§ ACTION ITEM: Each line from the start of the listing below through the line containing "pub use decode::StreamDecoder;" should be reproduced exactly, with no others.

··· DATASET ENTRIES ···

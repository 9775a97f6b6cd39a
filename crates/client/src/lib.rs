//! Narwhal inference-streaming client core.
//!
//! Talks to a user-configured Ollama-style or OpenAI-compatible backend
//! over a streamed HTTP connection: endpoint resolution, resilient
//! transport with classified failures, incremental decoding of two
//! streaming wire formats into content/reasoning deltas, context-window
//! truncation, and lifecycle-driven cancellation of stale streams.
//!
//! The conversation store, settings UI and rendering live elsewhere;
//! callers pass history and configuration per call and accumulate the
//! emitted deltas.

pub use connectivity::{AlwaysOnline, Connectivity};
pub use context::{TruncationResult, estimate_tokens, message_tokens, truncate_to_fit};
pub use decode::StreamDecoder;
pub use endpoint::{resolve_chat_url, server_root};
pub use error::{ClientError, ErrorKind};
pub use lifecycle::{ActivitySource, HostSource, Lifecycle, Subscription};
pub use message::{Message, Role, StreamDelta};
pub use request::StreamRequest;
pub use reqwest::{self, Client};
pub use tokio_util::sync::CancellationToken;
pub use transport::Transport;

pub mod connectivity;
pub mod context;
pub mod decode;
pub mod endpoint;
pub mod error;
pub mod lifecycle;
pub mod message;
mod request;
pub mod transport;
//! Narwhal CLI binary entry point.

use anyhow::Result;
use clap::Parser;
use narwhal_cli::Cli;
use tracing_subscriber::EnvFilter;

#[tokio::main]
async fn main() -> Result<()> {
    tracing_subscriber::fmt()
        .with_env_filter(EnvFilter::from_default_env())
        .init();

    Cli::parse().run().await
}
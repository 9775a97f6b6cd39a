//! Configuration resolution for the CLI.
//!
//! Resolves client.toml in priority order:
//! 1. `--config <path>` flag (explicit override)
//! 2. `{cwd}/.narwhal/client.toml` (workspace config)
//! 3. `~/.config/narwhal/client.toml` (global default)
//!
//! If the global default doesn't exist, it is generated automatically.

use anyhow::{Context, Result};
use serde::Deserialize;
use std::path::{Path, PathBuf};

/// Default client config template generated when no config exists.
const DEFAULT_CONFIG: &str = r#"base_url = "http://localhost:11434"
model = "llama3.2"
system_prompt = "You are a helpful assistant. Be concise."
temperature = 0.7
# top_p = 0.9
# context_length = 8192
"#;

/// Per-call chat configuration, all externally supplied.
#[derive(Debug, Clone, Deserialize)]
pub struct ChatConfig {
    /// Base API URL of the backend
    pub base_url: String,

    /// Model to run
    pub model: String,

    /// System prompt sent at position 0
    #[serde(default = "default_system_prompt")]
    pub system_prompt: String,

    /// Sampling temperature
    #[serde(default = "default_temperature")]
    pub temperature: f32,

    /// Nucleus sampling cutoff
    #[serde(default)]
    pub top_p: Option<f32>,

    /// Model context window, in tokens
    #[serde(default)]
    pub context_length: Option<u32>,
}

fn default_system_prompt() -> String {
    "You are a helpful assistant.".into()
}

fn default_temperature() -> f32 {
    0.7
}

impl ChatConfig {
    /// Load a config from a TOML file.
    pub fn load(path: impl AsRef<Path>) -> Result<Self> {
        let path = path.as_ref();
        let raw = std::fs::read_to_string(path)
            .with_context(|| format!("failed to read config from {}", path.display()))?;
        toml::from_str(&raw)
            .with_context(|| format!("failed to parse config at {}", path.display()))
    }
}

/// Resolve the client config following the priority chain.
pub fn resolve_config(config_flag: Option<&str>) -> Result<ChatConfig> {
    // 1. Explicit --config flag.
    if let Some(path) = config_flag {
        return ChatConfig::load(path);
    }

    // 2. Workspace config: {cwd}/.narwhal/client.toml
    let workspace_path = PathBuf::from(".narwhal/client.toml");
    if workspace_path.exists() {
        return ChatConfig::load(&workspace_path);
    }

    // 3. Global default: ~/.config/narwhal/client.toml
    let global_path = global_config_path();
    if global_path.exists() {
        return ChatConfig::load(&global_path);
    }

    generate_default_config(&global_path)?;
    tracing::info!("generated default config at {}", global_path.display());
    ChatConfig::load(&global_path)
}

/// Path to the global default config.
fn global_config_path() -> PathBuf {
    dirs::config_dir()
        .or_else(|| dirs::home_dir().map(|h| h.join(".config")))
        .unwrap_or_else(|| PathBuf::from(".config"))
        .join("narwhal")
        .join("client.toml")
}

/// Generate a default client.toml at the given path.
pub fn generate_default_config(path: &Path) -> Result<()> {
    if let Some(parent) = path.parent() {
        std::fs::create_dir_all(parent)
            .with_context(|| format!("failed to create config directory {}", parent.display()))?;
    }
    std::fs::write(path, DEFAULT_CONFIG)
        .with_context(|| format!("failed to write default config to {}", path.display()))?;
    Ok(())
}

···

§ ANSWER SECTION:
repository 9775a97f6b6cd39a
filename crates/client/src/lib.rs
//! Narwhal inference-streaming client core.
//!
//! Talks to a user-configured Ollama-style or OpenAI-compatible backend
//! over a streamed HTTP connection: endpoint resolution, resilient
//! transport with classified failures, incremental decoding of two
//! streaming wire formats into content/reasoning deltas, context-window
//! truncation, and lifecycle-driven cancellation of stale streams.
//!
//! The conversation store, settings UI and rendering live elsewhere;
//! callers pass history and configuration per call and accumulate the
//! emitted deltas.

pub use connectivity::{AlwaysOnline, Connectivity};
pub use context::{TruncationResult, estimate_tokens, message_tokens, truncate_to_fit};
pub use decode::StreamDecoder;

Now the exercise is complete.